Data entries
Segment Open

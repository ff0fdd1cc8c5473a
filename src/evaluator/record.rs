//! Evaluator output line.
//!
//! Lines render through `Display` and parse back through `FromStr`, so
//! result files can be reloaded for comparison across runs.

use crate::error::{FormatError, KcmcError, Result};
use crate::ga;
use crate::instance::Instance;
use std::collections::BTreeSet;
use std::fmt;
use std::str::FromStr;
use std::time::Duration;

/// Columns of an evaluator line.
const FIELDS: usize = 9;

/// Heuristic an evaluator line reports on.
#[derive(Debug, Clone, Copy, PartialEq, Eq, Hash)]
#[cfg_attr(feature = "serde", derive(serde::Serialize, serde::Deserialize))]
pub enum Operation {
    /// Local optimum of the min flood, reduced by repeated validation.
    Dinic,
    /// Min-policy flood; carries the number of paths found.
    MinFlood(usize),
    /// Full-policy flood; carries the number of paths found.
    MaxFlood(usize),
}

impl fmt::Display for Operation {
    fn fmt(&self, f: &mut fmt::Formatter<'_>) -> fmt::Result {
        match self {
            Operation::Dinic => f.write_str("dinic"),
            Operation::MinFlood(n) => write!(f, "min_flood_{n}"),
            Operation::MaxFlood(n) => write!(f, "max_flood_{n}"),
        }
    }
}

impl FromStr for Operation {
    type Err = KcmcError;

    fn from_str(s: &str) -> Result<Self> {
        let operation = if s == "dinic" {
            Some(Operation::Dinic)
        } else if let Some(n) = s.strip_prefix("min_flood_") {
            n.parse().ok().map(Operation::MinFlood)
        } else if let Some(n) = s.strip_prefix("max_flood_") {
            n.parse().ok().map(Operation::MaxFlood)
        } else {
            None
        };
        operation.ok_or_else(|| {
            FormatError::UnknownOperation {
                name: s.to_string(),
            }
            .into()
        })
    }
}

/// One tab-separated evaluator line.
///
/// Renders as
/// `key \t k \t m \t operation \t micros \t OK|INVALID \t size \t compression \t bits`.
#[derive(Debug, Clone, PartialEq)]
#[cfg_attr(feature = "serde", derive(serde::Serialize, serde::Deserialize))]
pub struct EvaluationRecord {
    /// Instance key.
    pub key: String,
    /// Required coverage.
    pub k: usize,
    /// Required connectivity.
    pub m: usize,
    /// Heuristic run.
    pub operation: Operation,
    /// Runtime in microseconds.
    pub duration_us: u128,
    /// Whether the active set passed validation.
    pub valid: bool,
    /// Number of active sensors.
    pub size: usize,
    /// Inactive sensors over total sensors.
    pub compression: f64,
    /// Active set as one `0`/`1` per sensor.
    pub solution: String,
}

impl EvaluationRecord {
    /// Builds the record of `active`, validating it for `k` and `m`.
    ///
    /// # Errors
    /// Only [`KcmcError::BrokenPredecessorChain`]; infeasibility is reported
    /// as `valid = false`.
    pub fn new(
        instance: &Instance,
        k: usize,
        m: usize,
        operation: Operation,
        duration: Duration,
        active: &BTreeSet<usize>,
    ) -> Result<Self> {
        let n = instance.num_sensors();
        let inactive = instance.invert_set(active);
        let valid = instance.is_valid(k, m, &inactive)?;

        Ok(Self {
            key: instance.key(),
            k,
            m,
            operation,
            duration_us: duration.as_micros(),
            valid,
            size: active.len(),
            compression: inactive.len() as f64 / n as f64,
            solution: to_bitstring(active, n),
        })
    }
}

impl fmt::Display for EvaluationRecord {
    fn fmt(&self, f: &mut fmt::Formatter<'_>) -> fmt::Result {
        write!(
            f,
            "{}\t{}\t{}\t{}\t{}\t{}\t{}\t{:.5}\t{}",
            self.key,
            self.k,
            self.m,
            self.operation,
            self.duration_us,
            if self.valid { "OK" } else { "INVALID" },
            self.size,
            self.compression,
            self.solution
        )
    }
}

/// Parses one line as rendered by `Display`; a trailing line break is
/// ignored.
///
/// The compression column is read back at the printed precision, so it may
/// differ from the value computed by [`EvaluationRecord::new`] in the last
/// digits.
impl FromStr for EvaluationRecord {
    type Err = KcmcError;

    fn from_str(s: &str) -> Result<Self> {
        let fields: Vec<&str> = s.trim_end_matches(['\r', '\n']).split('\t').collect();
        let [key, k, m, operation, duration, valid, size, compression, solution] = fields[..] else {
            return Err(FormatError::FieldCount {
                expected: FIELDS,
                found: fields.len(),
            }
            .into());
        };

        let valid = match valid {
            "OK" => true,
            "INVALID" => false,
            _ => return Err(malformed("valid", valid).into()),
        };
        if parse_bitstring(solution).is_none() {
            return Err(malformed("solution", solution).into());
        }

        Ok(Self {
            key: key.to_string(),
            k: column("k", k)?,
            m: column("m", m)?,
            operation: operation.parse()?,
            duration_us: column("duration", duration)?,
            valid,
            size: column("size", size)?,
            compression: column("compression", compression)?,
            solution: solution.to_string(),
        })
    }
}

fn malformed(field: &'static str, token: &str) -> FormatError {
    FormatError::MalformedField {
        field,
        token: token.to_string(),
    }
}

fn column<T: FromStr>(field: &'static str, token: &str) -> Result<T> {
    token.parse().map_err(|_| malformed(field, token).into())
}

/// `0`/`1` string of length `n` with the positions in `active` set.
pub fn to_bitstring(active: &BTreeSet<usize>, n: usize) -> String {
    ga::bitstring(&ga::from_active(active, n))
}

/// Positions set in a `0`/`1` string; `None` on any other character.
pub fn parse_bitstring(s: &str) -> Option<BTreeSet<usize>> {
    ga::parse_bitstring(s).map(|c| ga::active_genes(&c))
}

Segment Closed

• [Work request]
Where the string "Clone" appears in a line of the entries above, return that line.

• [Result]
#[derive(Debug, Clone, Copy, PartialEq, Eq, Hash)]
#[derive(Debug, Clone, PartialEq)]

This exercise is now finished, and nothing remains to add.